Team Canada was not up until almost 3:00 pm, but John, Justine, and I got there at 7:30 to watch the start of the warm-ups, and we watched all the countries throughout the day until the last country (France, as host country had this distinction) was saluted by the crowd at the end of their scheduled time.

It was interesting to note that there were a lot more good running contacts this year than two years ago (30% vs 5%).  I wish the catalogue would have mentioned the dogs' age, because it would have been interesting to note how many of the stop or early release contacts were among the older dogs - vs the younger dogs being trained with straight running from the get go.   I don't know that this is true, but it seemed to be the case in some of the countries.

There also seemed to be a lot more handlers sending their dogs to the back-side of jumps in the warmup. In almost every sequence that the countries were using to practice, in their few minutes on the floor, there was at least one back-side element.

There are, as usual loads of Border Collies and Shelties.  There are also a number of Malinois and Poodles (Toy / Miniature) and Pyrean Shepherds, Mudis, Parson Russells, and a few Kelpies, along with a smattering of more unusual breeds playing for their respective  countries.

Canada had a good warm up, with the dogs looking great on the floor, except for a bit of slipping here and there.  Here is a link to a video of the team Canada warmup...
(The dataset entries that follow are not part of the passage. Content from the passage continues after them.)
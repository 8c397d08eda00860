//! Session cookie settings.

use serde::{Deserialize, Serialize};

/// How the local session cookie is issued and read.
#[derive(Debug, Clone, Serialize, Deserialize)]
#[serde(deny_unknown_fields)]
pub struct SessionConfig {
    #[serde(default = "default_cookie_name")]
    pub cookie_name: String,

    /// Cookie domain (optional, defaults to request host).
    #[serde(default)]
    pub cookie_domain: Option<String>,

    #[serde(default = "default_cookie_path")]
    pub cookie_path: String,

    /// Require HTTPS for cookies (Secure flag).
    #[serde(default = "default_true")]
    pub cookie_secure: bool,

    /// SameSite attribute (Strict, Lax, None).
    #[serde(default = "default_same_site")]
    pub cookie_same_site: String,

    #[serde(default = "default_ttl")]
    pub ttl_secs: u64,
}

fn default_cookie_name() -> String {
    "handoff_session".to_string()
}

fn default_cookie_path() -> String {
    "/".to_string()
}

fn default_true() -> bool {
    true
}

fn default_same_site() -> String {
    // The ACS is reached through a cross-site form post.
    "Lax".to_string()
}

fn default_ttl() -> u64 {
    8 * 3600
}

impl Default for SessionConfig {
    fn default() -> Self {
        Self {
            cookie_name: default_cookie_name(),
            cookie_domain: None,
            cookie_path: default_cookie_path(),
            cookie_secure: true,
            cookie_same_site: default_same_site(),
            ttl_secs: default_ttl(),
        }
    }
}

impl SessionConfig {
    /// Build the `Set-Cookie` value for a session.
    pub fn build_cookie(&self, session_id: &str) -> String {
        self.cookie_with(session_id, self.ttl_secs)
    }

    /// Build a `Set-Cookie` value that removes the session cookie.
    pub fn clear_cookie(&self) -> String {
        self.cookie_with("", 0)
    }

    fn cookie_with(&self, value: &str, max_age: u64) -> String {
        let mut cookie = format!("{}={}", self.cookie_name, value);

        if let Some(ref domain) = self.cookie_domain {
            cookie.push_str(&format!("; Domain={}", domain));
        }

        cookie.push_str(&format!("; Path={}", self.cookie_path));

        if self.cookie_secure {
            cookie.push_str("; Secure");
        }

        cookie.push_str("; HttpOnly");
        cookie.push_str(&format!("; SameSite={}", self.cookie_same_site));
        cookie.push_str(&format!("; Max-Age={}", max_age));

        cookie
    }

    /// Extract the session cookie value from a `Cookie` header.
    pub fn parse_cookie<'a>(&self, cookie_header: &'a str) -> Option<&'a str> {
        cookie_header.split(';').find_map(|part| {
            let (name, value) = part.trim().split_once('=')?;
            (name == self.cookie_name && !value.is_empty()).then_some(value)
        })
    }
}

#[cfg(test)]
mod tests {
    use super::*;

    #[test]
    fn test_build_cookie() {
        let config = SessionConfig {
            cookie_domain: Some("site.example.lv".to_string()),
            ..Default::default()
        };

        let cookie = config.build_cookie("abc123");
        assert!(cookie.starts_with("handoff_session=abc123"));
        assert!(cookie.contains("Domain=site.example.lv"));
        assert!(cookie.contains("Path=/"));
        assert!(cookie.contains("Secure"));
        assert!(cookie.contains("HttpOnly"));
        assert!(cookie.contains("SameSite=Lax"));
        assert!(cookie.contains("Max-Age=28800"));
    }

    #[test]
    fn test_clear_cookie() {
        let cookie = SessionConfig::default().clear_cookie();
        assert!(cookie.starts_with("handoff_session=;"));
        assert!(cookie.ends_with("Max-Age=0"));
    }

    #[test]
    fn test_parse_cookie() {
        let config = SessionConfig::default();
        assert_eq!(
            config.parse_cookie("theme=dark; handoff_session=abc123; lang=lv"),
            Some("abc123")
        );
        assert_eq!(config.parse_cookie("handoff_session="), None);
        assert_eq!(config.parse_cookie("other=abc"), None);
        assert_eq!(config.parse_cookie("handoff_session_old=abc"), None);
    }
}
Tomorrow is the big day, as we start with Large Individual Jumping and then move to Small Individual Jumping, Medium Individual Jumping, and finally Small Team Agility.

Team Canada Off Site Practice

Today started with the Team Canada practice at a local club's outdoor agility field (about an hour away).  The folks from the club where the practice was held were super friendly, and even had cookies and coffee on hand for the team.
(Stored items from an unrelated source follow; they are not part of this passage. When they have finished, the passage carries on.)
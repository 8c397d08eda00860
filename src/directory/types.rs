//! Account directory types and collaborator traits.

use anyhow::Result;
use chrono::{DateTime, Utc};
use serde::{Deserialize, Serialize};

use crate::handoff::HashedIdentifier;
use crate::session::SessionId;

/// A local user record.
#[derive(Debug, Clone, PartialEq, Eq, Serialize, Deserialize)]
pub struct Account {
    pub id: String,
    pub display_name: String,
    /// Keyed hash of the personal code, without its prefix.
    pub hashed_identifier: String,
    pub created_at: DateTime<Utc>,
}

impl Account {
    pub fn new(display_name: impl Into<String>, hashed_identifier: &HashedIdentifier) -> Self {
        Self {
            id: uuid::Uuid::new_v4().simple().to_string(),
            display_name: display_name.into(),
            hashed_identifier: hashed_identifier.as_str().to_string(),
            created_at: Utc::now(),
        }
    }
}

/// Session issued when a login is finalized.
#[derive(Debug, Clone, PartialEq, Eq)]
pub struct SessionGrant {
    pub session_id: SessionId,
    pub expires_at: DateTime<Utc>,
}

/// The signed-in user of the current request.
#[derive(Debug, Clone, PartialEq, Eq)]
pub struct CurrentUser {
    pub account_id: String,
    pub session_id: Option<SessionId>,
}

/// Account lookup and session creation.
pub trait Directory: Send + Sync {
    /// All accounts stored under `hash`. More than one entry is ambiguous.
    fn find_by_hashed_identifier(&self, hash: &HashedIdentifier) -> Result<Vec<Account>>;

    /// Sign `account` in on this site.
    fn finalize_login(&self, account: &Account) -> Result<SessionGrant>;

    /// End the local session of `user`.
    fn logout(&self, user: &CurrentUser) -> Result<()>;
}

/// Per-account marker of a login that came through the delegated flow.
pub trait SessionFlags: Send + Sync {
    fn is_delegated(&self, account_id: &str) -> Result<bool>;

    fn set_delegated(&self, account_id: &str, delegated: bool) -> Result<()>;
}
There were some worrisome moments when a couple of the dogs had tumbles into or off of equipment, and three of the handlers also hit the ground trying to run on the slightly slick grass, but luckily no one seemed much the worse for wear.

After the practice the canadian team posed for a few pics.

Once the practice was over John, Justine, Teri and I headed over Arras and had lunch in a small outdoor cafe.  We then looked around for something touristy to do, and someone suggested climbing up to the top of the town's bellfry.  Seemed promising, so headed into the city hall, where the bellfry was located.  But when we into the area where the stairs were supposed to be we realized that a tour group was just going down the stairs, not up.  So we followed along and spent the next 40 minutes in a tour group, exploring the limestone tunnels and caverns undermeath the town of Arras.  (19 km of tunnels, where they quareyed limestone for statues, and where 45,000 armed soldiers resided before upcoming battles in the first world war.)

Then we went in the opposite direction and climbed to the very top of the town hall which looked out on the square and all of Arras and surrounding French countryside.











Tomorrow is the first day of the FCI World Championships.  No competition, but all the teams have their team warm up on the footing and the equipment. Justine, John and I will be headed out early from our hotel to catch the early teams practicing (it starts at 8:00 am, and the U.S. team had the first time slot).

While the competition itself is great fun to watch, the team practices can offer even more of an insight into what the other countries are doing in terms of training, and so can be invaluable in keeping up to date on where things are, and where they are going, in the sport of agility.